ASSIGNMENT:
Could you filter the data below down to the lines that hold the word "roles"?

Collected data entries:

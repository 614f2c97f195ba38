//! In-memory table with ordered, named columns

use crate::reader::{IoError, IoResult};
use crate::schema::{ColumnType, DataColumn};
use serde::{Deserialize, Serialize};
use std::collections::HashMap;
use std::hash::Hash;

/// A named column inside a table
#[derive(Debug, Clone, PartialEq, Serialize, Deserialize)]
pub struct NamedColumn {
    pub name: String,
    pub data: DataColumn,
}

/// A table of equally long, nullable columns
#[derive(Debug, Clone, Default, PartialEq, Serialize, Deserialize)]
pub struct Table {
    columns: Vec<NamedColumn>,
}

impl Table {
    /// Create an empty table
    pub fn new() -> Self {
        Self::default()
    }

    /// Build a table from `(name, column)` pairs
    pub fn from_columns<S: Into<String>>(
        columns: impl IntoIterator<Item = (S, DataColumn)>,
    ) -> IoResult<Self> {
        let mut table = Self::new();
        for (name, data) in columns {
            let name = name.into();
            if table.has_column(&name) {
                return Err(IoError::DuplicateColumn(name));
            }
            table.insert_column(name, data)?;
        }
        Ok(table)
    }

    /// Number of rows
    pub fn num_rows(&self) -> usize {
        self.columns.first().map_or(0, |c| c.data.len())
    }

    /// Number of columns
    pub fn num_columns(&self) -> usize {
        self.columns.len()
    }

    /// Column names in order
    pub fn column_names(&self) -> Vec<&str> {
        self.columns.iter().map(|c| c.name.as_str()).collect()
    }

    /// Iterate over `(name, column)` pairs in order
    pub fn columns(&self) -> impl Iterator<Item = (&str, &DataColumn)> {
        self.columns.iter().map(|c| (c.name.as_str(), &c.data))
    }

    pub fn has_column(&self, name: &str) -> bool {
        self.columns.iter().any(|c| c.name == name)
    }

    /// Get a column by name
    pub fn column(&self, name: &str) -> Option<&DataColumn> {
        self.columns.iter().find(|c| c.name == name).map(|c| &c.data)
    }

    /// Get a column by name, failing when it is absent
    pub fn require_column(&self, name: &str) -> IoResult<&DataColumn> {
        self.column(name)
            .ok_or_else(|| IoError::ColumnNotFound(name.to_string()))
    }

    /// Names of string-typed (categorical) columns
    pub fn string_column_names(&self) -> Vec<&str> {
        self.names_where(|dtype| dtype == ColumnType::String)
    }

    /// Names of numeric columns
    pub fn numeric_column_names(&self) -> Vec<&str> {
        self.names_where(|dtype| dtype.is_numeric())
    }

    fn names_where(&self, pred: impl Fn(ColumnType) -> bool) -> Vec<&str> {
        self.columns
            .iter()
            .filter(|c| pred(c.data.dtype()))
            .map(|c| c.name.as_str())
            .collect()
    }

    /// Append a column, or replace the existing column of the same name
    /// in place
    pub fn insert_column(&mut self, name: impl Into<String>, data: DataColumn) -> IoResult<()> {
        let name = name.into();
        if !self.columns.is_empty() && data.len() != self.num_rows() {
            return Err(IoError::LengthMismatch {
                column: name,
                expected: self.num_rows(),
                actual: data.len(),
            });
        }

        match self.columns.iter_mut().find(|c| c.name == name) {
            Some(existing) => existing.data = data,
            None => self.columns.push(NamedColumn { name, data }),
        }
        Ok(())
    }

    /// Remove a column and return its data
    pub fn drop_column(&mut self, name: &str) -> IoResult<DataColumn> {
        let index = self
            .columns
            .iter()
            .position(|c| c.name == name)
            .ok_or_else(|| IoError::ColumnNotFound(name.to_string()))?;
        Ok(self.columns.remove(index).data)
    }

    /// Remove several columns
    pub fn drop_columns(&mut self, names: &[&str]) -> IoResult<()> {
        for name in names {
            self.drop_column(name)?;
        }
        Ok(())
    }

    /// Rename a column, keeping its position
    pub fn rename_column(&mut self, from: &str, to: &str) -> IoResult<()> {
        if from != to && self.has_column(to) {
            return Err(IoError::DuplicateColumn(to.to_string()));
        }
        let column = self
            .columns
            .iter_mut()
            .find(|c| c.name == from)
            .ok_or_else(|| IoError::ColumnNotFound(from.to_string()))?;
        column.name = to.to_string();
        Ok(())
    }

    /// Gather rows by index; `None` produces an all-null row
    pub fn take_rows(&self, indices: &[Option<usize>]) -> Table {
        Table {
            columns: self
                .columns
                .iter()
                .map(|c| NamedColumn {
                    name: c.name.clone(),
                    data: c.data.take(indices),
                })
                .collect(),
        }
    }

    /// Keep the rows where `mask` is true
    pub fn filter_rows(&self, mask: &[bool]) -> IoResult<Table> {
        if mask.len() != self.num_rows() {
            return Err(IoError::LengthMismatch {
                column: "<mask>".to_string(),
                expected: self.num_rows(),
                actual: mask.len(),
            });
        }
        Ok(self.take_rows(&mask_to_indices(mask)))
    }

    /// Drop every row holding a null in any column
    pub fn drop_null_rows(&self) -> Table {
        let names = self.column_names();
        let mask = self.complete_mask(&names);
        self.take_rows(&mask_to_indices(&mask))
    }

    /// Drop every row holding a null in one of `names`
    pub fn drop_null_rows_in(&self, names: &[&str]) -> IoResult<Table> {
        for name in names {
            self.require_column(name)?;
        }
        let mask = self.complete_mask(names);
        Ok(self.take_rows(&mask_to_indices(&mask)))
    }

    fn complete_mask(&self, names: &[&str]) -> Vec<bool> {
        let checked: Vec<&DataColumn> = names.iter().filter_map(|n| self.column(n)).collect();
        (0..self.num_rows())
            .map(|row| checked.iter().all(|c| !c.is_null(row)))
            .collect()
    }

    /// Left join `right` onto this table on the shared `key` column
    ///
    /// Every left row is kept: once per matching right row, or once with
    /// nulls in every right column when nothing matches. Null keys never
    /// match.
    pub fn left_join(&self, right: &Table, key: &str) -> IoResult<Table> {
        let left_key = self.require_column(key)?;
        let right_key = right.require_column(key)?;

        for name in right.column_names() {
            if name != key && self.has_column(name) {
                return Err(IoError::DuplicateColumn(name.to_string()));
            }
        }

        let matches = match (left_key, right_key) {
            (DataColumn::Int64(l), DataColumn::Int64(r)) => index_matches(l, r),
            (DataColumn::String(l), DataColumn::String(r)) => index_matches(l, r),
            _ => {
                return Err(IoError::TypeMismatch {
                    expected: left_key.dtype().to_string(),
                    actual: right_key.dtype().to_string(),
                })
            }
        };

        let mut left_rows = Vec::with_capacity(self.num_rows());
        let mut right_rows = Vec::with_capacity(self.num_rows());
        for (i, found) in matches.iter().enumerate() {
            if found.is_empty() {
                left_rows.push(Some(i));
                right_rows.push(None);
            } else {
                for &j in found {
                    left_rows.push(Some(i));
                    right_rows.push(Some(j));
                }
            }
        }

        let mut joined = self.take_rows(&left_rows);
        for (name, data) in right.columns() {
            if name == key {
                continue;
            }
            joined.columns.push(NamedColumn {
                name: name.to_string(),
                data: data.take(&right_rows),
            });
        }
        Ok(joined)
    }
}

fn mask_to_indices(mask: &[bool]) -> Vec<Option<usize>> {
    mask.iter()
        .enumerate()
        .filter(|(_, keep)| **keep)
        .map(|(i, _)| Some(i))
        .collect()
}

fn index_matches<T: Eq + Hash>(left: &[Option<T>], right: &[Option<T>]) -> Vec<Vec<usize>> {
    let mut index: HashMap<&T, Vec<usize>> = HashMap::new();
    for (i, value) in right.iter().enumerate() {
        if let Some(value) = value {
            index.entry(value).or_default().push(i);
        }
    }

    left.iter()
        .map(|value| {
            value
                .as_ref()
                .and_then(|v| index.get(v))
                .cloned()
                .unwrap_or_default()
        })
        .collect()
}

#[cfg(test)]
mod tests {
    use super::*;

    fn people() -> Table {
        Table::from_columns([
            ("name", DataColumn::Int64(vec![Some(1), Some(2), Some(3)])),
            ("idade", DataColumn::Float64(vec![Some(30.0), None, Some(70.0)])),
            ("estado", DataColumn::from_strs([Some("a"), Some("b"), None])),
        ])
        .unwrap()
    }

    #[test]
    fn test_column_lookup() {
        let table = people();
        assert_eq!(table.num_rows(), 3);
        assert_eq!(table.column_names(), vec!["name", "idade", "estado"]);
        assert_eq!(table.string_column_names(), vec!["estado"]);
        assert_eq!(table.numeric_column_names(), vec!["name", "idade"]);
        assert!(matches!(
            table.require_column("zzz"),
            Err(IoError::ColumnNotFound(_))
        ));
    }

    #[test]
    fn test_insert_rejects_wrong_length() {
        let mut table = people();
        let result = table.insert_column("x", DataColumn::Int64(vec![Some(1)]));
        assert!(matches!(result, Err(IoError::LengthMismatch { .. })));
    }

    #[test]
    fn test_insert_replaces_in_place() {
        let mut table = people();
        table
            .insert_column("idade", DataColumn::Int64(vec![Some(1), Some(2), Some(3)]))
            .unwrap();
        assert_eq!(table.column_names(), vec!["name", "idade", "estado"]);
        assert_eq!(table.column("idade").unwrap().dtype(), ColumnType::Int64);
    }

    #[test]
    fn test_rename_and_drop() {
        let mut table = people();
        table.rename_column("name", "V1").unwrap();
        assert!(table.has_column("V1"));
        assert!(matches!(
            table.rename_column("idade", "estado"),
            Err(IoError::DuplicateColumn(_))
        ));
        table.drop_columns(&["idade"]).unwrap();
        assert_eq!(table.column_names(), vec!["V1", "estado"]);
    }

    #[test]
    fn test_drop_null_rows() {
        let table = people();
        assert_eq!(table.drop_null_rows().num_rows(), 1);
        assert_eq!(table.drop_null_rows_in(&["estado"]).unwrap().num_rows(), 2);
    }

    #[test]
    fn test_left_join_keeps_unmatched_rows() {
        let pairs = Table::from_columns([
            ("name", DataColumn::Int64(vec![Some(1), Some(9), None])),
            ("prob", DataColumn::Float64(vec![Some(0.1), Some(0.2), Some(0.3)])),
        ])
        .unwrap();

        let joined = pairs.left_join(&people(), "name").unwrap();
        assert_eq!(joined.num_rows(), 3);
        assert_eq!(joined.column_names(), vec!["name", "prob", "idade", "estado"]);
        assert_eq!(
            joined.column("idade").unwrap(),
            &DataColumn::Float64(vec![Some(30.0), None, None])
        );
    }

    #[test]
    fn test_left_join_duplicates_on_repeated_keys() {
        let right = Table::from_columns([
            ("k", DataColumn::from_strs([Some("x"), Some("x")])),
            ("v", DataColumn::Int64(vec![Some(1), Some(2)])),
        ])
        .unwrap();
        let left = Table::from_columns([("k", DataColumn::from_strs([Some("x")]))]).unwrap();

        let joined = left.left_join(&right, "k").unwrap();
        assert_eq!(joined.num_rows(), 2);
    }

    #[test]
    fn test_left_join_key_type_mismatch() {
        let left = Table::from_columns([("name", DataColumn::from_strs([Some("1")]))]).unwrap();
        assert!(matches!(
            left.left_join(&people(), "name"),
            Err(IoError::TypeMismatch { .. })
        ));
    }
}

--

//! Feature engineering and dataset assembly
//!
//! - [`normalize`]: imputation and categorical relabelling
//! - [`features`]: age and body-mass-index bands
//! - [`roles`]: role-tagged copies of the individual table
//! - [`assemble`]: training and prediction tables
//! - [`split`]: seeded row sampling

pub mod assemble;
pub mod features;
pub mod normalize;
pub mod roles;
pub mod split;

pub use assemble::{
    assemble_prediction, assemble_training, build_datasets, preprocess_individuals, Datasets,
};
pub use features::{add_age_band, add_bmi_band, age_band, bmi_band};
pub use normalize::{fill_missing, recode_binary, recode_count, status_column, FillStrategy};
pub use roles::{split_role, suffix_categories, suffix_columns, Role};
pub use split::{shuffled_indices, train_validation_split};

EXPECTED ANSWER:
//! - [`roles`]: role-tagged copies of the individual table
pub mod roles;
pub use roles::{split_role, suffix_categories, suffix_columns, Role};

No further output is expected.